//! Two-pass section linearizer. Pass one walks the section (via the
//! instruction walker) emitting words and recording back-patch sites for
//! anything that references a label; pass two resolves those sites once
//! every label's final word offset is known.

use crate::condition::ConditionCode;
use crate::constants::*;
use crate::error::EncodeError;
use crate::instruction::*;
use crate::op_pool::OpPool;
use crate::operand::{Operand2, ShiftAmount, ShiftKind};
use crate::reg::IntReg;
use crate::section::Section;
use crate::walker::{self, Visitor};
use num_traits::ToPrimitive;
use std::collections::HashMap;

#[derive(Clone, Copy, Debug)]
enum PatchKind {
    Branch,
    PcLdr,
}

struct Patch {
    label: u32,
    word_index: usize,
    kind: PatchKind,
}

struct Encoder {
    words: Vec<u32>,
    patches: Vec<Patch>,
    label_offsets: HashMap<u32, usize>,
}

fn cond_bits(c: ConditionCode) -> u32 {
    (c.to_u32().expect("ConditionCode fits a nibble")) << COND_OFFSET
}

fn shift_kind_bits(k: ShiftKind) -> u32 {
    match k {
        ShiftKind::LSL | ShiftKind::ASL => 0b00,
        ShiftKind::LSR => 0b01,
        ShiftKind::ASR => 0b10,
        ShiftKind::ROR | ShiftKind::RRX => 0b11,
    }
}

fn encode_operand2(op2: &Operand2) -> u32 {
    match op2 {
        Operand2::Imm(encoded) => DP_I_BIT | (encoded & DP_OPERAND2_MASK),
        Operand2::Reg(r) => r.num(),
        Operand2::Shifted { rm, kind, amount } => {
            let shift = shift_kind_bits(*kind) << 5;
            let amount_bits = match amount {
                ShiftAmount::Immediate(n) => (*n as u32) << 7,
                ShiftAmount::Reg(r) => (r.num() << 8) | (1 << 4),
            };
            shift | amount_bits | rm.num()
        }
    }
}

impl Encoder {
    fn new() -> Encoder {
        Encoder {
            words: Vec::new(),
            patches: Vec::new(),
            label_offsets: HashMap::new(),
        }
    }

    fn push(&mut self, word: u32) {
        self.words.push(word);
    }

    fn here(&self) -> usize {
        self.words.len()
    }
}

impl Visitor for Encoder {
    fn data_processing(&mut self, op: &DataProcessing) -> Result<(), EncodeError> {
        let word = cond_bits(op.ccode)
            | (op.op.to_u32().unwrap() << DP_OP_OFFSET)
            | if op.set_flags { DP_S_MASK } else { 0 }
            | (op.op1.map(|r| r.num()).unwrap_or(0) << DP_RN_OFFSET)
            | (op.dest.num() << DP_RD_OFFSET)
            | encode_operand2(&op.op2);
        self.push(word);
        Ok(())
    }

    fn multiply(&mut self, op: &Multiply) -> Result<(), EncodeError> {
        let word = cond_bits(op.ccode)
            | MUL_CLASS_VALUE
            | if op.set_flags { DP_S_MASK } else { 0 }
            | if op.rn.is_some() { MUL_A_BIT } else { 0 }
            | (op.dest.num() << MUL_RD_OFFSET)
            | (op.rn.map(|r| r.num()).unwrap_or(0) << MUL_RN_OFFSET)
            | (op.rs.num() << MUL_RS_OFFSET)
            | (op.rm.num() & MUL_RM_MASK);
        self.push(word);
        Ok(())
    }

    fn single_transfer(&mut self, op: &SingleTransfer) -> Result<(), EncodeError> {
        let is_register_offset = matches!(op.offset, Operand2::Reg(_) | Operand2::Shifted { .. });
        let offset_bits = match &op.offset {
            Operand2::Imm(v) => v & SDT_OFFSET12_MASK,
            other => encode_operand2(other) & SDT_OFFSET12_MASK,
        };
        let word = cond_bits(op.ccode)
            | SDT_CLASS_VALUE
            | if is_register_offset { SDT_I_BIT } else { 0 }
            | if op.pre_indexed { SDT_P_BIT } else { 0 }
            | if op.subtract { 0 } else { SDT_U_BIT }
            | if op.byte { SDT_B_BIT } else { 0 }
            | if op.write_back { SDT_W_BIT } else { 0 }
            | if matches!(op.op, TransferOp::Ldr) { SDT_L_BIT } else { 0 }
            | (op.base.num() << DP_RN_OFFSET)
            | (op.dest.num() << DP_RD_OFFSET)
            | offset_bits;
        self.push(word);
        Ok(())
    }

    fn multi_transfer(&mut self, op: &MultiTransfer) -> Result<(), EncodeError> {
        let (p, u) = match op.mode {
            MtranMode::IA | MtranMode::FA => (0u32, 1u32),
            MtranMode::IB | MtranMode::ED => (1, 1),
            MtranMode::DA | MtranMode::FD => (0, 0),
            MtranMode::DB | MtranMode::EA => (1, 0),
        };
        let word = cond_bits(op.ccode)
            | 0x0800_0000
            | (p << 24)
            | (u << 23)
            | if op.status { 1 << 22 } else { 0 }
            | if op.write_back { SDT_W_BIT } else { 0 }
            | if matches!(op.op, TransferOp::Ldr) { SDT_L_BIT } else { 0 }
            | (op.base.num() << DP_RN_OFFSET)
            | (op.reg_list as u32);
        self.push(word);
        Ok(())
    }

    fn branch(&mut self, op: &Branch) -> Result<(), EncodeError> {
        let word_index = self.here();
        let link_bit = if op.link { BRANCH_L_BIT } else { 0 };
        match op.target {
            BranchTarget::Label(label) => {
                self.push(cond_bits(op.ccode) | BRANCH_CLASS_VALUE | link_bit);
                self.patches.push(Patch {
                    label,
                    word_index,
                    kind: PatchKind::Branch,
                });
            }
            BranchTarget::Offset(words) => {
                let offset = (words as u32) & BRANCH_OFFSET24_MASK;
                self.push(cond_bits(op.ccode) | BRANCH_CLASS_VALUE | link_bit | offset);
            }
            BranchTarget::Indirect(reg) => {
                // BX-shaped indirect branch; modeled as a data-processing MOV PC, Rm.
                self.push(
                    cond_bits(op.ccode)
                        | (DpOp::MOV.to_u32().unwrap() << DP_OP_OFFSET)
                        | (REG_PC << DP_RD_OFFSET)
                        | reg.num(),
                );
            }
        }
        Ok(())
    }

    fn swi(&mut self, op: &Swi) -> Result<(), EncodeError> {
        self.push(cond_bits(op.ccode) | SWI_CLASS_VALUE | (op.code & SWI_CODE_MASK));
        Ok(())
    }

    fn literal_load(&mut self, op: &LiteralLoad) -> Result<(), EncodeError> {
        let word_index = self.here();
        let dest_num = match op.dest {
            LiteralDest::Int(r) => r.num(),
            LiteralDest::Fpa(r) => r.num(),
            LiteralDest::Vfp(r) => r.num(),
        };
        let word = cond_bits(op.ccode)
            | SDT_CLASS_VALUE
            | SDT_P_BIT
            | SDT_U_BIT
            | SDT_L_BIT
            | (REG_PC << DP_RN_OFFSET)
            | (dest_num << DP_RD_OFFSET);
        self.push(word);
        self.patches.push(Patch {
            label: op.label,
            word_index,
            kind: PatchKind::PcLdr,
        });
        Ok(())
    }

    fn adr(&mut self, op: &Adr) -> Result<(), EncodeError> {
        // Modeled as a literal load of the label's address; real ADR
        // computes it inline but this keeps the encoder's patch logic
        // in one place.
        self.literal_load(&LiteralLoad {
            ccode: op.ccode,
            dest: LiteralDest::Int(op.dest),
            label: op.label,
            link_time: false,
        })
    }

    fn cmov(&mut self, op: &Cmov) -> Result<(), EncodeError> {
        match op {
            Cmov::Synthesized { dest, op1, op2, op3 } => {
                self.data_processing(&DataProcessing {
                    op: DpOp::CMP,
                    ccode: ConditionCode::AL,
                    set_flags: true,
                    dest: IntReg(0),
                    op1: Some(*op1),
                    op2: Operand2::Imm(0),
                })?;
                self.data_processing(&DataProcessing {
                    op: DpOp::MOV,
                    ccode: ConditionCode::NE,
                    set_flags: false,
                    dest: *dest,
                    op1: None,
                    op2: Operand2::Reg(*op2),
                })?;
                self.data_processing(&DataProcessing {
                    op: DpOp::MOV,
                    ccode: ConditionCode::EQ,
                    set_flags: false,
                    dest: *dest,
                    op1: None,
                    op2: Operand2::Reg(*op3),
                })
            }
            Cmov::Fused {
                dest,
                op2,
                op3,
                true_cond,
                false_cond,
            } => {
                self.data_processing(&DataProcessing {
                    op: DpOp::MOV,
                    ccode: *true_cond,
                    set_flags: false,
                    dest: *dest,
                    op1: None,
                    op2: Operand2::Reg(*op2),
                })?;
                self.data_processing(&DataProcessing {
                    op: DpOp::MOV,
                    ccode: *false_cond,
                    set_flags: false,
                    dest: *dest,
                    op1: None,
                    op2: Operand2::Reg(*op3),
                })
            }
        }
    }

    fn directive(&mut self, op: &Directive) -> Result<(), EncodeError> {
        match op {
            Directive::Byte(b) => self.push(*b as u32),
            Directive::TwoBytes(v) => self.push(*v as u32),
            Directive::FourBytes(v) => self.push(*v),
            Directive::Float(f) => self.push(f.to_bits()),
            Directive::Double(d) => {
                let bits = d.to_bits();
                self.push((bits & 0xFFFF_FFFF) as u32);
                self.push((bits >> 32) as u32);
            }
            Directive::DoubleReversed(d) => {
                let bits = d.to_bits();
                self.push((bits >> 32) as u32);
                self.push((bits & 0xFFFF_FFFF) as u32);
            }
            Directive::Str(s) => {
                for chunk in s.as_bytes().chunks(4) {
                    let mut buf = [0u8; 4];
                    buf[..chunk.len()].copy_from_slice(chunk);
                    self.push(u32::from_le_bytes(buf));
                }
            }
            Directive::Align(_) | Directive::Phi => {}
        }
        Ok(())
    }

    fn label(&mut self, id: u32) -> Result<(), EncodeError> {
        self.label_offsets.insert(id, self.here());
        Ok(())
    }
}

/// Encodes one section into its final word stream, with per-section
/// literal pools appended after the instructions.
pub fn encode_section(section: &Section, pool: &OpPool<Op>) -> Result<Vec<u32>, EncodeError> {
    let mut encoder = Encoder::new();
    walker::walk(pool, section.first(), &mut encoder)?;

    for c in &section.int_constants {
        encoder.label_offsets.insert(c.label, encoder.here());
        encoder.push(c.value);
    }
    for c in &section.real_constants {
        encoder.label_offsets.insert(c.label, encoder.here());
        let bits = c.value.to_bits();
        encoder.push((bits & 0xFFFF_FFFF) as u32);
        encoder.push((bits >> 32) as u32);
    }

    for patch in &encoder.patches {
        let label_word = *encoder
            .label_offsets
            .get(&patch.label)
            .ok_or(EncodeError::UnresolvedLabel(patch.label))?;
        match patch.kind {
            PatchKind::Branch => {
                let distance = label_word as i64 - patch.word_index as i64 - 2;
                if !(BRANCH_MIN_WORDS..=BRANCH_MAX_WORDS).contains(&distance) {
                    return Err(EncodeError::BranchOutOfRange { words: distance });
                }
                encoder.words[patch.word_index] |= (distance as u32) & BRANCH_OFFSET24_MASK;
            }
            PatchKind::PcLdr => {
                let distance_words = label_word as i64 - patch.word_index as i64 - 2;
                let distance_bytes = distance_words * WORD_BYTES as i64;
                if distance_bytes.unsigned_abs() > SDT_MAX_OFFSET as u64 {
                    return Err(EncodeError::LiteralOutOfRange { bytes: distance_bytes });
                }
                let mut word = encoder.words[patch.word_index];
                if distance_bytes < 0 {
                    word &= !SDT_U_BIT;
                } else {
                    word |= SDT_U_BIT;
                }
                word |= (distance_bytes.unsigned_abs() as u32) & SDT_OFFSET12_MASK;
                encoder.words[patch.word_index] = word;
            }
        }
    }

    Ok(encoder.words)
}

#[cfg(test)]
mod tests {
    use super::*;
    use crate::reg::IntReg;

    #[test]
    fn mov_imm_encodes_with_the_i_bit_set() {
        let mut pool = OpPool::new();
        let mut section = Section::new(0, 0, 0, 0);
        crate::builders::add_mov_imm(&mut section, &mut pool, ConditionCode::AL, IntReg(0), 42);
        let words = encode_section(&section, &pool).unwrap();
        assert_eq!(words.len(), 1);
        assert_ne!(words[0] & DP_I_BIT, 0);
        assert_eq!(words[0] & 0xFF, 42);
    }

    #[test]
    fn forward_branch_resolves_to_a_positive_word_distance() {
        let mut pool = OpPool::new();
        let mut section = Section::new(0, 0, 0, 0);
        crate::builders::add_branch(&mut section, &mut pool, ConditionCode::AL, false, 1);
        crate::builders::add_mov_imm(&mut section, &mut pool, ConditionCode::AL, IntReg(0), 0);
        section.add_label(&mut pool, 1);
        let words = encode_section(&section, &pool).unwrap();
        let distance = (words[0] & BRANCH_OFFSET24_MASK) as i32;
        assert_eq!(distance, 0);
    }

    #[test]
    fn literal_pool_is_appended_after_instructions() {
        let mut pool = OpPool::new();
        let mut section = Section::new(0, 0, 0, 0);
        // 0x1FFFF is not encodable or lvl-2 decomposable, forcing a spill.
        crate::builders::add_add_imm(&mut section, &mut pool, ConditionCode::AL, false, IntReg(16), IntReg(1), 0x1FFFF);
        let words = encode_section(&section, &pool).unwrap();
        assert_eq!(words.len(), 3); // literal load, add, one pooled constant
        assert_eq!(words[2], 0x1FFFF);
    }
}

====

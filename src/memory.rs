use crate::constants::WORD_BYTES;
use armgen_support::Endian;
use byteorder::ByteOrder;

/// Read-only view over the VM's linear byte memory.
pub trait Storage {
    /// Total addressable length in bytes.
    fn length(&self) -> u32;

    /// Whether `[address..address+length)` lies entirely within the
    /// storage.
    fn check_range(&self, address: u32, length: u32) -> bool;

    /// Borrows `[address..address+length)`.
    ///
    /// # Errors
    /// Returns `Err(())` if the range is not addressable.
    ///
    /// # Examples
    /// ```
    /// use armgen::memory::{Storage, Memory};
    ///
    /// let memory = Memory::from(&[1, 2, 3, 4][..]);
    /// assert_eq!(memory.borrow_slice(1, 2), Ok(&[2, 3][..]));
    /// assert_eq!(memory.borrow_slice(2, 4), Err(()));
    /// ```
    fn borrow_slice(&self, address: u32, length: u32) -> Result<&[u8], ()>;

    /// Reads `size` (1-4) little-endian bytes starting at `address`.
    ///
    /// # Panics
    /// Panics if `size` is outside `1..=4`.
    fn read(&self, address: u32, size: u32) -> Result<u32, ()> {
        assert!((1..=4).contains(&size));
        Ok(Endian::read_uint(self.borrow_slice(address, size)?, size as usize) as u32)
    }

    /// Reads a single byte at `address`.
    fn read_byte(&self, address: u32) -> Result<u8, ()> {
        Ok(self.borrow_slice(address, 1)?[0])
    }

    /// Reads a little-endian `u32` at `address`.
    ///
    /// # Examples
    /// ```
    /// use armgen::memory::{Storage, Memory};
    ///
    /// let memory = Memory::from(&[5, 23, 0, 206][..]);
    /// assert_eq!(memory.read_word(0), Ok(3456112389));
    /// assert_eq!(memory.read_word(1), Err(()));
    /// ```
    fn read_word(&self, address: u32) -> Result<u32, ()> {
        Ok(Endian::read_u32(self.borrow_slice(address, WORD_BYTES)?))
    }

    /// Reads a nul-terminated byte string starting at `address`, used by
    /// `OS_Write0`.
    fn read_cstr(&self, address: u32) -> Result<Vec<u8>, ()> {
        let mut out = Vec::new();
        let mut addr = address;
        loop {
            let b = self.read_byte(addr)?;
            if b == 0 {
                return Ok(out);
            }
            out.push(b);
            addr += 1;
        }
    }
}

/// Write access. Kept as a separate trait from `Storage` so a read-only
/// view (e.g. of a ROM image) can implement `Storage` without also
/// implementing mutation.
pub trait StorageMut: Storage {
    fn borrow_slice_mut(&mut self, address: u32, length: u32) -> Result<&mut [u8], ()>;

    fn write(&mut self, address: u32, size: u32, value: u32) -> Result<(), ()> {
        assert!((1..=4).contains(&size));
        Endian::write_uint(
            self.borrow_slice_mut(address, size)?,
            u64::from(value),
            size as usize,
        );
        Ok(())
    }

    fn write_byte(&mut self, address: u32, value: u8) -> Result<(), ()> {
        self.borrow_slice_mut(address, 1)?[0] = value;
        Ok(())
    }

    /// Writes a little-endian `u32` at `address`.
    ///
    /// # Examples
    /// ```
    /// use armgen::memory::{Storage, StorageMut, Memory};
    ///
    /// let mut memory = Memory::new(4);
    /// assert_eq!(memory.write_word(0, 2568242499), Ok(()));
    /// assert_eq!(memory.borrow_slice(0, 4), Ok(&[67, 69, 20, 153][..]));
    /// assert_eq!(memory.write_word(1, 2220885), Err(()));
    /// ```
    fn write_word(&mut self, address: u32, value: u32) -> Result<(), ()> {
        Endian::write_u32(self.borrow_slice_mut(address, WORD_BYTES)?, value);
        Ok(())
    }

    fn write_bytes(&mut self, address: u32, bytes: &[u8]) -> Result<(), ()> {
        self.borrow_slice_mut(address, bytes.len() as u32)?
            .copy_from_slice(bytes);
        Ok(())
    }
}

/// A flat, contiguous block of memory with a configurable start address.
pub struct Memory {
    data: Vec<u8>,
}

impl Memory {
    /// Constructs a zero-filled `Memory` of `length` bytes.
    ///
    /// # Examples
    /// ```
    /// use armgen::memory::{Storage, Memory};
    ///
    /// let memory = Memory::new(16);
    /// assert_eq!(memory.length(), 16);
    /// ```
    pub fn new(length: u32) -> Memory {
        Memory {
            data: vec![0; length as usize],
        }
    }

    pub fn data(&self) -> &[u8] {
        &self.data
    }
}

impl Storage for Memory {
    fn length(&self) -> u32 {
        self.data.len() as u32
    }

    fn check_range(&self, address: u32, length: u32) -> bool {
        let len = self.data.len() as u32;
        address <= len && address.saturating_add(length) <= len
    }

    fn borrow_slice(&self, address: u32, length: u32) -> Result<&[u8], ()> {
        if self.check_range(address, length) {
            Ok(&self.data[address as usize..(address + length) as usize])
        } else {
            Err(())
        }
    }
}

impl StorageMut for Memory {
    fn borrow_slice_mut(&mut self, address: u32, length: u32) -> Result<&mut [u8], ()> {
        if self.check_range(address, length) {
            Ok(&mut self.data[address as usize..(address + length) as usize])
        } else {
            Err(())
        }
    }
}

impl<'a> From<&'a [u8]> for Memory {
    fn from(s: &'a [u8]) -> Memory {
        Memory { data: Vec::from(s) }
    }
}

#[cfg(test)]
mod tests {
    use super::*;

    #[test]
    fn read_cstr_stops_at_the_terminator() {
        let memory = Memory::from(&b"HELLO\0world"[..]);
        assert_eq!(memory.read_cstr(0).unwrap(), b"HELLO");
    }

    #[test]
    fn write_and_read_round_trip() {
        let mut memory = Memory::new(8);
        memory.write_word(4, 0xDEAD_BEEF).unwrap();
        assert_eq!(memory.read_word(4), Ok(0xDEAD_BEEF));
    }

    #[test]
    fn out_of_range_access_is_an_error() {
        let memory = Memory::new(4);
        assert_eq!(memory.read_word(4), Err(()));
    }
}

====

Task to complete: Search the data for the string "addressable". List each line that has it.

Response:
    /// Total addressable length in bytes.
    /// Returns `Err(())` if the range is not addressable.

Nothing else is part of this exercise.